- [Records to process]
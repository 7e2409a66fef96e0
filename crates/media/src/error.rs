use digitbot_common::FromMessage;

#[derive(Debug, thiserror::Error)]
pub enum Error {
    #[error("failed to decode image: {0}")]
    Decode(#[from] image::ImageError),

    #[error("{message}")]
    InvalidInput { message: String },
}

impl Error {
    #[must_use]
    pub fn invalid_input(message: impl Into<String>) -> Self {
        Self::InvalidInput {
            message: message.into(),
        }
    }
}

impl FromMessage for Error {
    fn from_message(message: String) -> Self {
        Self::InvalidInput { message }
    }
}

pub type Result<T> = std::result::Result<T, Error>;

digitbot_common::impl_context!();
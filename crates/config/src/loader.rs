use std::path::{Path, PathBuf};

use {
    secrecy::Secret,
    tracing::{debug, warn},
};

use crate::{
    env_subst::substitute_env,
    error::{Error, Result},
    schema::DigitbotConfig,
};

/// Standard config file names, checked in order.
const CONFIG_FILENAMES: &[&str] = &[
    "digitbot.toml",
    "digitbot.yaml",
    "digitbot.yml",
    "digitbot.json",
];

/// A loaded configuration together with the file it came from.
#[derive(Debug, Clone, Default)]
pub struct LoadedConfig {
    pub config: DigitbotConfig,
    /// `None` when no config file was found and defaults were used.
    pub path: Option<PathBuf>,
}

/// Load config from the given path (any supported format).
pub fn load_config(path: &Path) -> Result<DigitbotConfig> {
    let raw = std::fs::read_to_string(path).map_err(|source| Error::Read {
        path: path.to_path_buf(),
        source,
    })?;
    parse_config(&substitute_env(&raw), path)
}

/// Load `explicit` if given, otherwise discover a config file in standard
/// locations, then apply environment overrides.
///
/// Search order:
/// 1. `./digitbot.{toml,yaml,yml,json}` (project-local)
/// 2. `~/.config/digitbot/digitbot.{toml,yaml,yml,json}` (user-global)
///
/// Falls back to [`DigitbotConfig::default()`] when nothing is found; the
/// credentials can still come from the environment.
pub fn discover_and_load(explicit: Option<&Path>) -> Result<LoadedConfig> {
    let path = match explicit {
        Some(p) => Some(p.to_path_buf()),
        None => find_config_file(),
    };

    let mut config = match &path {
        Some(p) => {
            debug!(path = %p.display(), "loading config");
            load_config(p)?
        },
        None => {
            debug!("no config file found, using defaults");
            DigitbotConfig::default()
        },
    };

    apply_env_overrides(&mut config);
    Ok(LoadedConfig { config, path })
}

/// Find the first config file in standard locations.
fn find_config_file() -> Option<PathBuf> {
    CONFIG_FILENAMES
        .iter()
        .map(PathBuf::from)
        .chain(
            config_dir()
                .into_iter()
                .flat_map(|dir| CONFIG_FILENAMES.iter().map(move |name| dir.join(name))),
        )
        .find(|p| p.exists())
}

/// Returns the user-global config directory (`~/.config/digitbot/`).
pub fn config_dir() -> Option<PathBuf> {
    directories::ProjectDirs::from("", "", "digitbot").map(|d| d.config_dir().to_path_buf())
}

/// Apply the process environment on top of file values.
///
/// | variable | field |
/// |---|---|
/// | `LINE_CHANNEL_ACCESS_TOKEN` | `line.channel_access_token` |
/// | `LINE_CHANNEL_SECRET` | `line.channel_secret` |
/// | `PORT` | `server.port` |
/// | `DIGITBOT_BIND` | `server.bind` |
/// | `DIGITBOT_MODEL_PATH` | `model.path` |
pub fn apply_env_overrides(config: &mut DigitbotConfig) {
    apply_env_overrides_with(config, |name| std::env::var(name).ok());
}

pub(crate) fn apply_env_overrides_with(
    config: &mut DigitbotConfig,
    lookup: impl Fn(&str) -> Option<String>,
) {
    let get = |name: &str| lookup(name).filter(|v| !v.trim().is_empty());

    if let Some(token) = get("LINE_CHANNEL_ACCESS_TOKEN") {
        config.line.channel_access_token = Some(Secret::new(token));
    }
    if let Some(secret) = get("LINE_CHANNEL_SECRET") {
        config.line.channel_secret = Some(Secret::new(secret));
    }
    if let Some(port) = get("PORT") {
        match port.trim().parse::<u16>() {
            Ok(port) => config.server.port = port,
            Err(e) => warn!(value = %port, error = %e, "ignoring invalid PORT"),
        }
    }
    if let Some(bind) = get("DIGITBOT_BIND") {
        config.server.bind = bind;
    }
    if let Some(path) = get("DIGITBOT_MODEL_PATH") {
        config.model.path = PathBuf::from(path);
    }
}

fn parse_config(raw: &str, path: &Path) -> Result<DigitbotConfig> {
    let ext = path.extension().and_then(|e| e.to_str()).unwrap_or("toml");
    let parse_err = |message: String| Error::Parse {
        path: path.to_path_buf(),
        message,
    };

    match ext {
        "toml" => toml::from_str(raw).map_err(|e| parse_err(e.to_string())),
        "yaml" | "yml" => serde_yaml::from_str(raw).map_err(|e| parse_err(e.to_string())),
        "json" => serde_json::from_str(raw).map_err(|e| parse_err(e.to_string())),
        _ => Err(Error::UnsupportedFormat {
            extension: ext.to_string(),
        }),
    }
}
...
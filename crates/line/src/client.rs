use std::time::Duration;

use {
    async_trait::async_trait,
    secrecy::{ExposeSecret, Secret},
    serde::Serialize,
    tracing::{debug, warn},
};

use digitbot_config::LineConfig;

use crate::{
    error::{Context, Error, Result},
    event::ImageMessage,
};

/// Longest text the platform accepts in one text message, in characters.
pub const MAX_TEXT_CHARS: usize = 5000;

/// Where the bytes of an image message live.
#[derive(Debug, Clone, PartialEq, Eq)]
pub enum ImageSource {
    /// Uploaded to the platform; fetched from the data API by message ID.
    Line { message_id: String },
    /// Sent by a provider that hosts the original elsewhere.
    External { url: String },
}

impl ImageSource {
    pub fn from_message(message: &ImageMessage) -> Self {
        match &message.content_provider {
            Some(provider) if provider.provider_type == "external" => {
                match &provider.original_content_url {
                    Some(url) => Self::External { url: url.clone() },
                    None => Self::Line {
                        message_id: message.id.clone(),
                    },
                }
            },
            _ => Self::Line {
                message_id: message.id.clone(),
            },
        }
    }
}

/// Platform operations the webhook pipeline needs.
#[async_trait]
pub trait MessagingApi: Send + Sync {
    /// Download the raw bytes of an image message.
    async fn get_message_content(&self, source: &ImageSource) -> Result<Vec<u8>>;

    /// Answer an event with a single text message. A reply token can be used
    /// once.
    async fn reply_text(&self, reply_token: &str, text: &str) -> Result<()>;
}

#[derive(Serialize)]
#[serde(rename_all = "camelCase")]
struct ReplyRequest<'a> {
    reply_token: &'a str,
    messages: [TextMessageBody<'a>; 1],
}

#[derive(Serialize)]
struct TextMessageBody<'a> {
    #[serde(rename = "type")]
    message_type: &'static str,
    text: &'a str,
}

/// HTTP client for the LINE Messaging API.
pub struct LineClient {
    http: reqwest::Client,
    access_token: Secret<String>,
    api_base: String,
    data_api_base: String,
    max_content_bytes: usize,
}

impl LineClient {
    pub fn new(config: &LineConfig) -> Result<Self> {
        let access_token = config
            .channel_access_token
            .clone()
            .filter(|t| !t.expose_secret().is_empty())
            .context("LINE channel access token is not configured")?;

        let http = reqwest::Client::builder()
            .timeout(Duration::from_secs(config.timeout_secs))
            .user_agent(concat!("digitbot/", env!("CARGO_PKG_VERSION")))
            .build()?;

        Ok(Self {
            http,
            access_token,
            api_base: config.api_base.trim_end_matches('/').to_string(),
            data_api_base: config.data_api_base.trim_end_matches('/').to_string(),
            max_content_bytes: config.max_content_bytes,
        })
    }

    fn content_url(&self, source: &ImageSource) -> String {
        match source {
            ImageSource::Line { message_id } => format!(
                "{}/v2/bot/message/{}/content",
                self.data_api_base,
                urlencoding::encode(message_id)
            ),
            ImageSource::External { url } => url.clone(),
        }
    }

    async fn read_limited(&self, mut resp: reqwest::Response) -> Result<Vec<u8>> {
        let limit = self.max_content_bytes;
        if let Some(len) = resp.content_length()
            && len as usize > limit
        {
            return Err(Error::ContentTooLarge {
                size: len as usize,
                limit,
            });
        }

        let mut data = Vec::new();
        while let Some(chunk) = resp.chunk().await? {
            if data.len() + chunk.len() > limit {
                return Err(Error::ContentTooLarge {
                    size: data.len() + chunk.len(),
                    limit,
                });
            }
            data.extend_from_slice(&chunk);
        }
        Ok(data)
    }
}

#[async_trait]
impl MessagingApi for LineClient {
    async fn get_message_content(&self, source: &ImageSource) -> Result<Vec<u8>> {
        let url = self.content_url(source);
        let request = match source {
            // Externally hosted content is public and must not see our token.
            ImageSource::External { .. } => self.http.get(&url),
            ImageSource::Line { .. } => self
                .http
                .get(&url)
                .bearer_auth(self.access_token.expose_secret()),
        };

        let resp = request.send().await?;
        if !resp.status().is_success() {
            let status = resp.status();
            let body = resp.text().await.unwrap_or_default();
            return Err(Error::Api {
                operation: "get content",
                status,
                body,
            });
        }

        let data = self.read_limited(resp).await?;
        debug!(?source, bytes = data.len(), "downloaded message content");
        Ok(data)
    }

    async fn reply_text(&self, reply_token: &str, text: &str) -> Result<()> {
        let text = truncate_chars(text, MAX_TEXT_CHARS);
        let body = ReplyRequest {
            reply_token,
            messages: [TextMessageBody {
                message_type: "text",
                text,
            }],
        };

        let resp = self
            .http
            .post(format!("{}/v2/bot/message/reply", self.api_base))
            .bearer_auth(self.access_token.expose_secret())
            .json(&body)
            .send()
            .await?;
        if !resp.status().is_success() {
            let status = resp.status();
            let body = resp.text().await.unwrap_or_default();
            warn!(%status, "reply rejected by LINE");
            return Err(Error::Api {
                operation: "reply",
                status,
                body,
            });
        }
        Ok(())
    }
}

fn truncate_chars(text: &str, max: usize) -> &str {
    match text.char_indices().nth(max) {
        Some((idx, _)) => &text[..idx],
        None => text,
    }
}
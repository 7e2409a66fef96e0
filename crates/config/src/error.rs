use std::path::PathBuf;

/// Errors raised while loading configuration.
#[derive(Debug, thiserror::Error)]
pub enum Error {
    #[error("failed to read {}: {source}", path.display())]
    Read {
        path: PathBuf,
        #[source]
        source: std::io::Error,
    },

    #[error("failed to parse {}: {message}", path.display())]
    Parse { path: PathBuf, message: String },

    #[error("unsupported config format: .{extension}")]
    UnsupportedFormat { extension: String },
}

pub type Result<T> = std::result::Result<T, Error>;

- [Instructions for the task]
Your answer should be the lines above from the one containing "the original elsewhere." through the one containing "None => Self::Line", copied exactly and with both ends kept.

- [Expected output]
    /// Sent by a provider that hosts the original elsewhere.
    External { url: String },
}

impl ImageSource {
    pub fn from_message(message: &ImageMessage) -> Self {
        match &message.content_provider {
            Some(provider) if provider.provider_type == "external" => {
                match &provider.original_content_url {
                    Some(url) => Self::External { url: url.clone() },
                    None => Self::Line {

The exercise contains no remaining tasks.